For each line of the data below that contains "chain", return that line.

# # # #

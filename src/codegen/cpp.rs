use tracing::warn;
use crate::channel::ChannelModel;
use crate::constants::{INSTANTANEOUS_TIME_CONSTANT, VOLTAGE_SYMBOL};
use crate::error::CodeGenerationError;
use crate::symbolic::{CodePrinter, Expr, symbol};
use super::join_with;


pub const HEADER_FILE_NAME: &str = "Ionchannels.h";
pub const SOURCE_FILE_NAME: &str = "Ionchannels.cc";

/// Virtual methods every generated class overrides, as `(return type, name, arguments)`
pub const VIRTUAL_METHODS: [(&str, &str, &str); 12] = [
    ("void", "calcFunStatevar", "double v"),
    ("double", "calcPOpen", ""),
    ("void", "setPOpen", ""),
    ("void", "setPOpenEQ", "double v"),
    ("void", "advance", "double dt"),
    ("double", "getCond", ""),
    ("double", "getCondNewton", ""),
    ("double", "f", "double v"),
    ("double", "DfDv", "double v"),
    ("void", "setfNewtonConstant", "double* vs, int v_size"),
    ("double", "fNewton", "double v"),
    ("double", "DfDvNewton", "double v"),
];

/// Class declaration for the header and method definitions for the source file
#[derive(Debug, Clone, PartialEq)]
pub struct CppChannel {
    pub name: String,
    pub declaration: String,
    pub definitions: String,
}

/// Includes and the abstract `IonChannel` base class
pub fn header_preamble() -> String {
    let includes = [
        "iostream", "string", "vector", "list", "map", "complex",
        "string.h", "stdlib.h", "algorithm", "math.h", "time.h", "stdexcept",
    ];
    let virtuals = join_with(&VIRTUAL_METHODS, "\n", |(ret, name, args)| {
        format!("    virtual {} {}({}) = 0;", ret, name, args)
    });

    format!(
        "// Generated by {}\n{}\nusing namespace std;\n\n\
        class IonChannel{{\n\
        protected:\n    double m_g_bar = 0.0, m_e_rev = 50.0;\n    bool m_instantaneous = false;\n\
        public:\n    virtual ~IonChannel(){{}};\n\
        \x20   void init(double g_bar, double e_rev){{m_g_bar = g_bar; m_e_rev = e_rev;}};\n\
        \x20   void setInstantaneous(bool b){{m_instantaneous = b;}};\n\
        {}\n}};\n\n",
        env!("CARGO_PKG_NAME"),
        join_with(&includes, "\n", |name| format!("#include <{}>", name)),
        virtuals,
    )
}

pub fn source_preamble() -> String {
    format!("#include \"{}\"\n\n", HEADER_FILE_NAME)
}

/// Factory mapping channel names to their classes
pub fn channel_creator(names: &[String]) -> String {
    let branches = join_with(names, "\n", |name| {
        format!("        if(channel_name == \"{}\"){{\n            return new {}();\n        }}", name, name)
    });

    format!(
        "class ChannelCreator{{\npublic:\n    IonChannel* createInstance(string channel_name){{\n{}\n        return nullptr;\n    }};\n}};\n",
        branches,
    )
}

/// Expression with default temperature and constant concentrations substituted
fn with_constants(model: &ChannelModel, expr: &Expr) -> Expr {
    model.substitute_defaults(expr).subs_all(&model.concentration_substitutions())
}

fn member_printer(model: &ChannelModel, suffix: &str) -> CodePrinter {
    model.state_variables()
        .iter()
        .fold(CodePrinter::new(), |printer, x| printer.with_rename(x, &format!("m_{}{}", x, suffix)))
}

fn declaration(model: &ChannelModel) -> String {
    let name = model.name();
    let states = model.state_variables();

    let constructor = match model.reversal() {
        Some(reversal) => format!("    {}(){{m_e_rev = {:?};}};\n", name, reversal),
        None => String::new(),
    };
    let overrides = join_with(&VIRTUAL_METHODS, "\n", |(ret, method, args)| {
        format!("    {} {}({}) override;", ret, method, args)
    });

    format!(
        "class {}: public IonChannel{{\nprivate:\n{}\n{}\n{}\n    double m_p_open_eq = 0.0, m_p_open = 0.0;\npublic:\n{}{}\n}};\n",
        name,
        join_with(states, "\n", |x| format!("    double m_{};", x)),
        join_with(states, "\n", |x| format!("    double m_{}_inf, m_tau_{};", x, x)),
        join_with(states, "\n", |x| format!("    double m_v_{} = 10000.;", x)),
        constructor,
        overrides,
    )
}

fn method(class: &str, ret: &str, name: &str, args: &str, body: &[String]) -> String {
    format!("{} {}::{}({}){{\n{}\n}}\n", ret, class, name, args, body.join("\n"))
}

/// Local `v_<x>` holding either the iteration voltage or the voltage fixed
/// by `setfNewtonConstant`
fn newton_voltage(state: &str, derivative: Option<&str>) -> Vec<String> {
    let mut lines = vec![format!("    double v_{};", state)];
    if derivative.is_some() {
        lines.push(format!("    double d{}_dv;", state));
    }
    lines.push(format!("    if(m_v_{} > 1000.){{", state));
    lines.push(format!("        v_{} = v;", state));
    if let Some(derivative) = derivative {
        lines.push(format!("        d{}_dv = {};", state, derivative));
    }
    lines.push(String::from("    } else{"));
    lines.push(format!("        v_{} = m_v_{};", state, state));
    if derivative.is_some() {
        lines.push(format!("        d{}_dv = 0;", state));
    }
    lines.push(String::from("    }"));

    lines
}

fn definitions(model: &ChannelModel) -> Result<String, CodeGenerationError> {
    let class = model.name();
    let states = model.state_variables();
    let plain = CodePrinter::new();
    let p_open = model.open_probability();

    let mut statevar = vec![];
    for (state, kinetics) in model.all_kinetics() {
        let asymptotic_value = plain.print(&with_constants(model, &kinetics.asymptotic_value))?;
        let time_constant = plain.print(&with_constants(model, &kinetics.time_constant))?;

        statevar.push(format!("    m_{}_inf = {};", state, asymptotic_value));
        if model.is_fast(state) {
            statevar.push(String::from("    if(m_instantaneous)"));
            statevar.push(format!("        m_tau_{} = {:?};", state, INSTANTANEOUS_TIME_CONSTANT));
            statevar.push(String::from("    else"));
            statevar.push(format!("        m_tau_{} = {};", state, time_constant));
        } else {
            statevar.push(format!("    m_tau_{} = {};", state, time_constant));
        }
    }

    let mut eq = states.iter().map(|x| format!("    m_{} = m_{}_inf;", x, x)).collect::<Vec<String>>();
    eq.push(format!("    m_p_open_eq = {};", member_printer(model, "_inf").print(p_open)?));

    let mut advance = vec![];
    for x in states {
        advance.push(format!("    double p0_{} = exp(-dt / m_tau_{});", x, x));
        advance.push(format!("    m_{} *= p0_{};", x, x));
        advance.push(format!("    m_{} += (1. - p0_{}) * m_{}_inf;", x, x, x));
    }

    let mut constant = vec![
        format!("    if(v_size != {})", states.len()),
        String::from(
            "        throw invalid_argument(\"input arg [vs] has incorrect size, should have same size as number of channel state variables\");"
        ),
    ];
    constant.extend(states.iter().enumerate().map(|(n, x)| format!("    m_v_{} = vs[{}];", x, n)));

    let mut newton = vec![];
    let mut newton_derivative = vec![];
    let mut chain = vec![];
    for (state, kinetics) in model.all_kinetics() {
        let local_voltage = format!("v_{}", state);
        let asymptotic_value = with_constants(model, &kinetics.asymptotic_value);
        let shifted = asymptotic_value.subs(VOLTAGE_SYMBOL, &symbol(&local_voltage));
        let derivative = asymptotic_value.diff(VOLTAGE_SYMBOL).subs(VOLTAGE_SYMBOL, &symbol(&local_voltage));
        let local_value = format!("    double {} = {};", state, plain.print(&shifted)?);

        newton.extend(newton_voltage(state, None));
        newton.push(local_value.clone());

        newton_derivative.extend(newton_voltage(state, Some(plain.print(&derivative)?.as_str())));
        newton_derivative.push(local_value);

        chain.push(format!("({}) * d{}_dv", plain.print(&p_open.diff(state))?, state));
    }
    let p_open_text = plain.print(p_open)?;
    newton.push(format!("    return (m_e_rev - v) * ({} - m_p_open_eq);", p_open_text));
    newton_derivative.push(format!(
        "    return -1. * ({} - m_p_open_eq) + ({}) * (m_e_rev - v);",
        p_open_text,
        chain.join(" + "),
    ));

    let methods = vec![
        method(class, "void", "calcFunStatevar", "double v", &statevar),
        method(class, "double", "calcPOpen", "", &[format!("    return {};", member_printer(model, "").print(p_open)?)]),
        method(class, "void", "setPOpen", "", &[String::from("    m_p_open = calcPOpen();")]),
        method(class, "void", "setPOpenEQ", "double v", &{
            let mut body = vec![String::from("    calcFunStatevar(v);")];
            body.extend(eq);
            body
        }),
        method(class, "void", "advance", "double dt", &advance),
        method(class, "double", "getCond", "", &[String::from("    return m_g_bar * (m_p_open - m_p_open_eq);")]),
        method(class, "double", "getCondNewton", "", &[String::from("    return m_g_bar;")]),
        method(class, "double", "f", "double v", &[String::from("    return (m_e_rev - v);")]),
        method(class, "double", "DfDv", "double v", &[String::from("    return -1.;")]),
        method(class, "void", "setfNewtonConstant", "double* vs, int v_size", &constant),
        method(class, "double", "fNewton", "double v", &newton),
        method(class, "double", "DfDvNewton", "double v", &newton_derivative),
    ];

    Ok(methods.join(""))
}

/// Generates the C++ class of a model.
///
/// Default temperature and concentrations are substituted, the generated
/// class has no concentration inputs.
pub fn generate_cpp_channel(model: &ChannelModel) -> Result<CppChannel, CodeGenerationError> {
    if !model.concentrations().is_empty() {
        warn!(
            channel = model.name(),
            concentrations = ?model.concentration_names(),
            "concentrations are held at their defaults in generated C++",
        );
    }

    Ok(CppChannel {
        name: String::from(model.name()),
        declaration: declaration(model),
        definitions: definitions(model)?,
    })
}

# # # #

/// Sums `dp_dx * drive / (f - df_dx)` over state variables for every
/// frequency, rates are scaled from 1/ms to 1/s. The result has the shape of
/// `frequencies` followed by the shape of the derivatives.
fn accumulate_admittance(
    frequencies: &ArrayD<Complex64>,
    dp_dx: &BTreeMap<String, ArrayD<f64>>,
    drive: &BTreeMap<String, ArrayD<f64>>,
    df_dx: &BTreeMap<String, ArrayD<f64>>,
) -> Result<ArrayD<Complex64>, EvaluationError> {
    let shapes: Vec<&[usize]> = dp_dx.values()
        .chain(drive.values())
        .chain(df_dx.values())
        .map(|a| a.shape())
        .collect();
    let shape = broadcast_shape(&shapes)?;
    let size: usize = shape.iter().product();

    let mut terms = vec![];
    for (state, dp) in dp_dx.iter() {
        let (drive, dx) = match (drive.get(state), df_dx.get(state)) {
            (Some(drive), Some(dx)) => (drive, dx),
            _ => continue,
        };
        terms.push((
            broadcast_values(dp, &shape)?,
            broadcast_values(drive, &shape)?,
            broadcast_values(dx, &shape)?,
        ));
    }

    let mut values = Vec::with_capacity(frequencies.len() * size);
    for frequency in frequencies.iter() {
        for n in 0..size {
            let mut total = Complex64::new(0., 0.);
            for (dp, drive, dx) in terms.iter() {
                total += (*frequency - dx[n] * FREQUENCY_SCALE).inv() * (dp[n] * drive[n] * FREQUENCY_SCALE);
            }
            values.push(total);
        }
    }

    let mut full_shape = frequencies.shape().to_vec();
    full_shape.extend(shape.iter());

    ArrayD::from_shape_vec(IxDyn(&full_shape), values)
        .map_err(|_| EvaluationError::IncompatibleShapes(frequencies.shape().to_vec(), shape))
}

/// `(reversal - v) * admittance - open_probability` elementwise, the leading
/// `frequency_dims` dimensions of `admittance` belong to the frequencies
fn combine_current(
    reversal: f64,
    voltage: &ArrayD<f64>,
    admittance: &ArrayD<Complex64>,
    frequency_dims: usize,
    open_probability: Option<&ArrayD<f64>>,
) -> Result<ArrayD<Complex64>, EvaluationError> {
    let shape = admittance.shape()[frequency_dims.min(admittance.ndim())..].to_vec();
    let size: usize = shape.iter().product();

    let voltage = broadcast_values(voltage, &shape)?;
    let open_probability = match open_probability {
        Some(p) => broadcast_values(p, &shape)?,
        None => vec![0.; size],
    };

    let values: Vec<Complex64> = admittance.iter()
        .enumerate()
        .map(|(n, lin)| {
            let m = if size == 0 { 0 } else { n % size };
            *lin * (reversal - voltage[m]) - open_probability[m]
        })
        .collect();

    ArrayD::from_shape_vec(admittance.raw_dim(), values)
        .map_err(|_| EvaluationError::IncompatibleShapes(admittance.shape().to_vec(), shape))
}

# # # #

### Reply to the exercise
    let mut chain = vec![];
        chain.push(format!("({}) * d{}_dv", plain.print(&p_open.diff(state))?, state));
        chain.join(" + "),
        .chain(drive.values())
        .chain(df_dx.values())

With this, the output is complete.